The following educational document corresponds with Unit Eight: Planters, Poor Whites and White Supremacy in the After Slavery exhibition. Note the "Questions to Consider" section included at the end of each document.
Context
One of the major divisions between poor and prosperous whites occured near the beginning of Presidential Reconstruction. When Andrew Johnson became president following Lincoln's assassination, his priority was to restore order to the South now that the Confederacy had collapsed. To begin that process, he had to retreat from some of his statements a year earlier when he called for the treason of Confederate leaders to be dealt with harshly. As a practical matter, and in an attempt to treat white southerners as Lincoln had wished, "with malice toward none," Johnson issued a wide-ranging "Amnesty Proclamation" on May 29, 1865. Under its terms, the average Confederate soldier was pardoned, since Johnson had long felt that planters had bulldozed average, decent southerners into secession. There were, however, fourteen classes of people who were excepted from the amnesty, and they would have to petition the President individually to have him consider their cases. Over half of the fifteen thousand who petitioned for pardons did so because they owned more than $20,000 worth of property before the war. In the document below, a carriage maker and postmaster from Pendleton, in Anderson County, South Carolina, explains his situation to Johnson and requests a pardon.
J. B. Sitton's Petition for a Presidential Pardon
To His Excellency
Andrew Johnson
President of the United States
The undersigned, a citizen of Anderson District, State of South Carolina, begs leave to represent that he is one of the excepted classes in your Excellency's Amnesty Proclamation and respectfully and earnestly invokes the clemency of your Excellency in his behalf for pardon. He is fifty four years of age, has eight children, was a union man and Jackson Democrat and the only one left in the village of Pendleton competent to fill the office, was without solicitations on his part appointed Postmaster in 1835 and continued in discharge of the duties of said until 1st May 1861 when by a Proclamation issued by Hon. John H. Regan then claiming to exercise the duties of Postmaster General of the Confederate States, he was ordered to send in his resignation as Postmaster at Pendleton and pay over all moneys, stamps & envelopes belonging to the United States to the Postmaster General at Washington D.C. which he did promptly. A commission was then sent to him and he felt in duty bound to serve as Postmaster until the surrender of Gen.s Lee and Johnson.
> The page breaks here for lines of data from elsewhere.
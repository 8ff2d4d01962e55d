//! Phase workers used by the orchestrator
//!
//! Each worker wraps one family of control-plane calls and applies the
//! deadline that fits it.

pub mod common;
pub mod provisioner;
pub mod publisher;
pub mod script_runner;
pub mod topology;
pub mod variables;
He would also represent that about the 1st of January 1862 without solicitation or knowledge on his part, a commission was sent him by Hon. A. G. McGrath Judge of the South Carolina District Court, as Receiver under the Sequestration Act for the Districts of Anderson Pickens Laurens Greenville & Spartanburg he at first refused to accept on the ground that being Postmaster he could not consistently hold both offices, but this objection was over ruled by being submitted to the District Attorney & Secretary of State, and he then accepted the office and remained in discharge of said office until the surrender of Gen. Lee. He has never been concerned in running the blockade or speculating in any way, has been a carriage maker for thirty five years and by his industry had made some property consisting of 13 servants houses lots & land bank accounts and promissory notes. His debtors paid him in Confederate bonds & notes, and he has lost seventy thousand dollars in that way, and nine tenths of his remaining credits, he regards as worthless on account of the parties having lost all their property in slaves, are utterly unable to pay. Consequently he is worth less than twenty thousand dollars. He has taken an oath of allegiance to the United States (in copy annexed) and expects to remain a loyal citizen of the same the short remainder of his days. With these facts stated candidly on his part, he hopes that you will hear and grant him a full pardon, and he will as in duty bond ever pray. He intends to be a loyal & faithful citizen & will behave himself as such.
J. B. Sitton
Source: Case Files of Applications from Former Confederates for Presidential Pardons ("Amnesty Papers"), 1865-67. Records of the Adjutant General's Office, 1780's-1917, Record Group 94, Publication M1003; National Archives, Washington, D. C.